The Ballad of Minepit Shaw is a song from Rudyard Kipling’s book Rewards and Fairies. Peter Bellamy sang it on his first album of songs set to Kipling’s poems, Oak, Ash & Thorn. He noted:

The Ballad of Minepit Shaw is a very Child Ballad-like poem appearing in The Tree of Justice, and again the ballad and the story share little but a theme.
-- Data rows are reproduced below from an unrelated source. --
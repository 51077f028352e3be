use crate::domain::api::{ApiResponse, ApiStatus};
use crate::error::{OrderError, Result};
use rust_decimal::Decimal;
use serde::Deserialize;
use std::io::Read;

/// One recorded API answer, keyed by the order it belongs to.
#[derive(Debug, Deserialize, PartialEq, Clone, Copy)]
pub struct ApiResponseRow {
    pub order: u32,
    pub status: ApiStatus,
    pub data: Decimal,
}

impl ApiResponseRow {
    pub fn response(&self) -> ApiResponse {
        ApiResponse::new(self.status, self.data)
    }
}

/// Reads canned API responses from a CSV source with the columns
/// `order,status,data`.
pub struct ApiResponseReader<R: Read> {
    reader: csv::Reader<R>,
}

impl<R: Read> ApiResponseReader<R> {
    pub fn new(source: R) -> Self {
        let reader = csv::ReaderBuilder::new()
            .trim(csv::Trim::All)
            .flexible(true)
            .from_reader(source);
        Self { reader }
    }

    pub fn responses(self) -> impl Iterator<Item = Result<ApiResponseRow>> {
        self.reader
            .into_deserialize()
            .map(|result| result.map_err(OrderError::from))
    }
}
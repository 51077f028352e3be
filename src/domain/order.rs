use crate::error::OrderError;
use rust_decimal::Decimal;
use serde::{Deserialize, Serialize};
use std::fmt;

/// A non-negative order amount.
///
/// This is a wrapper around `rust_decimal::Decimal` so that a negative amount
/// can never reach the business rules.
#[derive(Debug, Clone, Copy, PartialEq, PartialOrd, Default, Serialize, Deserialize)]
#[serde(try_from = "Decimal", into = "Decimal")]
pub struct Amount(Decimal);

impl Amount {
    pub const ZERO: Self = Self(Decimal::ZERO);

    pub fn new(value: Decimal) -> Result<Self, OrderError> {
        if value >= Decimal::ZERO {
            Ok(Self(value))
        } else {
            Err(OrderError::ValidationError(
                "Amount must not be negative".to_string(),
            ))
        }
    }

    pub fn value(&self) -> Decimal {
        self.0
    }
}

impl TryFrom<Decimal> for Amount {
    type Error = OrderError;

    fn try_from(value: Decimal) -> Result<Self, Self::Error> {
        Self::new(value)
    }
}

impl From<Amount> for Decimal {
    fn from(amount: Amount) -> Self {
        amount.0
    }
}

impl fmt::Display for Amount {
    fn fmt(&self, f: &mut fmt::Formatter<'_>) -> fmt::Result {
        fmt::Display::fmt(&self.0, f)
    }
}

/// The business flow an order belongs to.
///
/// Unrecognized tags are kept verbatim so they can be reported back.
#[derive(Debug, Clone, PartialEq, Eq, Deserialize)]
#[serde(from = "String")]
pub enum OrderType {
    A,
    B,
    C,
    Other(String),
}

impl OrderType {
    pub fn as_str(&self) -> &str {
        match self {
            OrderType::A => "A",
            OrderType::B => "B",
            OrderType::C => "C",
            OrderType::Other(tag) => tag,
        }
    }
}

impl From<String> for OrderType {
    fn from(tag: String) -> Self {
        match tag.as_str() {
            "A" => OrderType::A,
            "B" => OrderType::B,
            "C" => OrderType::C,
            _ => OrderType::Other(tag),
        }
    }
}

impl From<&str> for OrderType {
    fn from(tag: &str) -> Self {
        OrderType::from(tag.to_string())
    }
}

impl fmt::Display for OrderType {
    fn fmt(&self, f: &mut fmt::Formatter<'_>) -> fmt::Result {
        f.write_str(self.as_str())
    }
}

#[derive(Debug, Serialize, Deserialize, PartialEq, Eq, Clone, Copy, Default)]
#[serde(rename_all = "snake_case")]
pub enum OrderStatus {
    #[default]
    New,
    Exported,
    ExportFailed,
    Processed,
    Pending,
    Error,
    ApiError,
    ApiFailure,
    Completed,
    InProgress,
    UnknownType,
    DbError,
}

impl OrderStatus {
    pub fn as_str(&self) -> &'static str {
        match self {
            OrderStatus::New => "new",
            OrderStatus::Exported => "exported",
            OrderStatus::ExportFailed => "export_failed",
            OrderStatus::Processed => "processed",
            OrderStatus::Pending => "pending",
            OrderStatus::Error => "error",
            OrderStatus::ApiError => "api_error",
            OrderStatus::ApiFailure => "api_failure",
            OrderStatus::Completed => "completed",
            OrderStatus::InProgress => "in_progress",
            OrderStatus::UnknownType => "unknown_type",
            OrderStatus::DbError => "db_error",
        }
    }
}

impl fmt::Display for OrderStatus {
    fn fmt(&self, f: &mut fmt::Formatter<'_>) -> fmt::Result {
        f.write_str(self.as_str())
    }
}

#[derive(Debug, Serialize, Deserialize, PartialEq, Eq, Clone, Copy, Default)]
#[serde(rename_all = "lowercase")]
pub enum OrderPriority {
    High,
    #[default]
    Low,
}

impl OrderPriority {
    pub fn as_str(&self) -> &'static str {
        match self {
            OrderPriority::High => "high",
            OrderPriority::Low => "low",
        }
    }
}

impl fmt::Display for OrderPriority {
    fn fmt(&self, f: &mut fmt::Formatter<'_>) -> fmt::Result {
        f.write_str(self.as_str())
    }
}

/// A unit of work flowing through one batch run.
///
/// `status`, `priority` and `note` are filled in by the dispatcher; everything
/// else comes from the order source.
#[derive(Debug, Deserialize, PartialEq, Clone)]
pub struct Order {
    pub id: u32,
    pub r#type: OrderType,
    pub amount: Amount,
    pub flag: bool,
    #[serde(skip, default)]
    pub status: OrderStatus,
    #[serde(skip, default)]
    pub priority: OrderPriority,
    #[serde(skip, default)]
    pub note: Option<String>,
}

impl Order {
    pub fn new(id: u32, r#type: impl Into<OrderType>, amount: Amount, flag: bool) -> Self {
        Self {
            id,
            r#type: r#type.into(),
            amount,
            flag,
            status: OrderStatus::New,
            priority: OrderPriority::Low,
            note: None,
        }
    }
}
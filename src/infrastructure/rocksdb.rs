use crate::domain::order::{OrderPriority, OrderStatus};
use crate::domain::ports::{OrderRepository, StatusRecord};
use crate::error::{OrderError, Result};
use async_trait::async_trait;
use rocksdb::{ColumnFamilyDescriptor, DB, Options};
use std::path::Path;
use std::sync::Arc;

/// Column Family for storing order outcomes.
pub const CF_ORDER_STATUS: &str = "order_status";

/// A persistent order repository backed by RocksDB.
///
/// Outcomes live in their own Column Family, keyed by the big-endian order id
/// and stored as JSON `StatusRecord`s.
///
/// This struct is thread-safe (`Clone` shares the underlying `Arc<DB>`).
#[derive(Clone)]
pub struct RocksDBOrderRepository {
    db: Arc<DB>,
}

impl RocksDBOrderRepository {
    /// Opens or creates a RocksDB instance at the specified path.
    ///
    /// Ensures that the "order_status" column family exists.
    ///
    /// # Arguments
    ///
    /// * `path` - The filesystem path where the database will be stored.
    pub fn open<P: AsRef<Path>>(path: P) -> Result<Self> {
        let mut opts = Options::default();
        opts.create_if_missing(true);
        opts.create_missing_column_families(true);

        let cf_status = ColumnFamilyDescriptor::new(CF_ORDER_STATUS, Options::default());

        let db = DB::open_cf_descriptors(&opts, path, vec![cf_status]).map_err(database_error)?;

        Ok(Self { db: Arc::new(db) })
    }
}

fn database_error(e: rocksdb::Error) -> OrderError {
    OrderError::DatabaseError(e.to_string())
}

#[async_trait]
impl OrderRepository for RocksDBOrderRepository {
    async fn update_order_status(
        &self,
        order_id: u32,
        status: OrderStatus,
        priority: OrderPriority,
    ) -> Result<()> {
        let cf = self.db.cf_handle(CF_ORDER_STATUS).ok_or_else(|| {
            OrderError::DatabaseError("Order status column family not found".to_string())
        })?;

        let key = order_id.to_be_bytes();
        let value = serde_json::to_vec(&StatusRecord { status, priority }).map_err(|e| {
            OrderError::InternalError(Box::new(std::io::Error::new(
                std::io::ErrorKind::InvalidData,
                format!("Serialization error: {}", e),
            )))
        })?;

        self.db.put_cf(&cf, key, value).map_err(database_error)?;

        Ok(())
    }

    async fn get(&self, order_id: u32) -> Result<Option<StatusRecord>> {
        let cf = self.db.cf_handle(CF_ORDER_STATUS).ok_or_else(|| {
            OrderError::DatabaseError("Order status column family not found".to_string())
        })?;

        let key = order_id.to_be_bytes();
        let result = self.db.get_cf(&cf, key).map_err(database_error)?;

        if let Some(bytes) = result {
            let record = serde_json::from_slice(&bytes).map_err(|e| {
                OrderError::InternalError(Box::new(std::io::Error::new(
                    std::io::ErrorKind::InvalidData,
                    format!("Deserialization error: {}", e),
                )))
            })?;
            Ok(Some(record))
        } else {
            Ok(None)
        }
    }
}
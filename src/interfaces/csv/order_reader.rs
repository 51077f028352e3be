use crate::domain::order::{Amount, Order, OrderType};
use crate::error::{OrderError, Result};
use serde::Deserialize;
use std::io::Read;

/// One line of the orders input file.
#[derive(Debug, Deserialize, PartialEq, Clone)]
pub struct OrderRow {
    pub id: u32,
    pub user: u32,
    pub r#type: OrderType,
    pub amount: Amount,
    pub flag: bool,
}

impl OrderRow {
    pub fn into_order(self) -> Order {
        Order::new(self.id, self.r#type, self.amount, self.flag)
    }
}

/// Reads orders from a CSV source with the columns `id,user,type,amount,flag`.
///
/// This reader wraps `csv::Reader` and provides an iterator over `Result<OrderRow>`.
/// It handles whitespace trimming and flexible record lengths automatically.
pub struct OrderReader<R: Read> {
    reader: csv::Reader<R>,
}

impl<R: Read> OrderReader<R> {
    /// Creates a new `OrderReader` from any `Read` source (e.g., File, Stdin).
    pub fn new(source: R) -> Self {
        let reader = csv::ReaderBuilder::new()
            .trim(csv::Trim::All)
            .flexible(true)
            .from_reader(source);
        Self { reader }
    }

    /// Returns an iterator that lazily reads and deserializes order rows.
    pub fn orders(self) -> impl Iterator<Item = Result<OrderRow>> {
        self.reader
            .into_deserialize()
            .map(|result| result.map_err(OrderError::from))
    }
}
use crate::domain::api::ApiResponse;
use crate::domain::order::{Order, OrderPriority, OrderStatus};
use crate::domain::ports::{ApiClient, OrderExporter, OrderRepository, OrderSource, StatusRecord};
use crate::error::Result;
use async_trait::async_trait;
use mockall::mock;

mock! {
    pub Api {}

    #[async_trait]
    impl ApiClient for Api {
        async fn call_api(&self, order_id: u32) -> Result<ApiResponse>;
    }
}

mock! {
    pub Repository {}

    #[async_trait]
    impl OrderRepository for Repository {
        async fn update_order_status(
            &self,
            order_id: u32,
            status: OrderStatus,
            priority: OrderPriority,
        ) -> Result<()>;
        async fn get(&self, order_id: u32) -> Result<Option<StatusRecord>>;
    }
}

mock! {
    pub Exporter {}

    #[async_trait]
    impl OrderExporter for Exporter {
        async fn export(&self, order: &Order) -> Result<()>;
    }
}

mock! {
    pub Source {}

    #[async_trait]
    impl OrderSource for Source {
        async fn orders_for_user(&self, user_id: u32) -> Result<Vec<Order>>;
    }
}
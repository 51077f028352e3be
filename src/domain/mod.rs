//! Domain layer: the order model, the pure business rules, and the ports
//! through which the application reaches its collaborators.

pub mod api;
pub mod order;
pub mod ports;
pub mod rules;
The words are reminiscent of some of Jean Ritchie’s Appalachian variants of British ballads, and this setting was made with those songs in mind.

Lyrics

The Ballad of Minepit Shaw

About the time that taverns shut
And men can buy no beer,
Two lads went up by the keepers’ hut
To steal Lord Pelham’s deer.

Night and liquor was in their heads—
As they laughed and talked no bounds,
Till they waked the keepers on their beds,
And the keepers loosed the hounds.

They had killed a hart, they had killed a hind,
Ready for to carry away,
When they heard a whimper down the wind
And they heard a bloodhound bay.

So they took and they ran all across the fern,
With their crossbows in their hand,
Till they met a man with a green lantern
That called and bade ’em stand.

“O what are you doing, O Flesh and Blood,
And what’s your foolish will,
That you must break into Minepit Wood
And wake all the Folk of the Hill?”

“Oh, we’ve broke into Lord Pelham’s park,
We’ve killed Lord Pelham’s deer,
And if ever you heard a little dog bark
Then you’ll know why we come here!”

“We ask you let us go our way,
As fast as we can flee,
For if ever you heard a bloodhound bay,
You’ll know how pressed we be.”

“Oh, lay your crossbows on the bank
And drop the knife from your hands,
And though the hounds are at your flank
I’ll save you where you stand!”

So they laid their crossbows down on the bank,
And threw their knives in the wood,
The ground before them opened and sank
And saved ’em where they stood.

“Oh, what’s that roaring in our ears
That strikes us well-nigh dumb?”
“Oh, that is just how things appears
According as how they come.”

“And what are the stars before our eyes
That strikes us well-nigh blind?”
“Oh, that is just how things arise
According as how you find.”

“And why’s our bed so hard to the bones
Excepting where it’s cold?”
“Oh, that’s because it is precious stones
Excepting where it’s gold.”

“So think it over as you stand
For I tell you without fail,
If you haven’t got into Fairyland
You’re not in Lewes Gaol.”

So all night long they thought of it,
And, come the dawn, they saw
They’d tumbled into a great old pit,
At the bottom of Minepit Shaw.

And the keepers’ hound had followed ’em close
And broken her neck in the fall;
So they picked up their knives and their cross-bows
And buried the dog. That’s all.

But whether that man was a poacher too
Or a Pharisee so bold—
I reckon there’s more things told than are true,
And more things true than are told.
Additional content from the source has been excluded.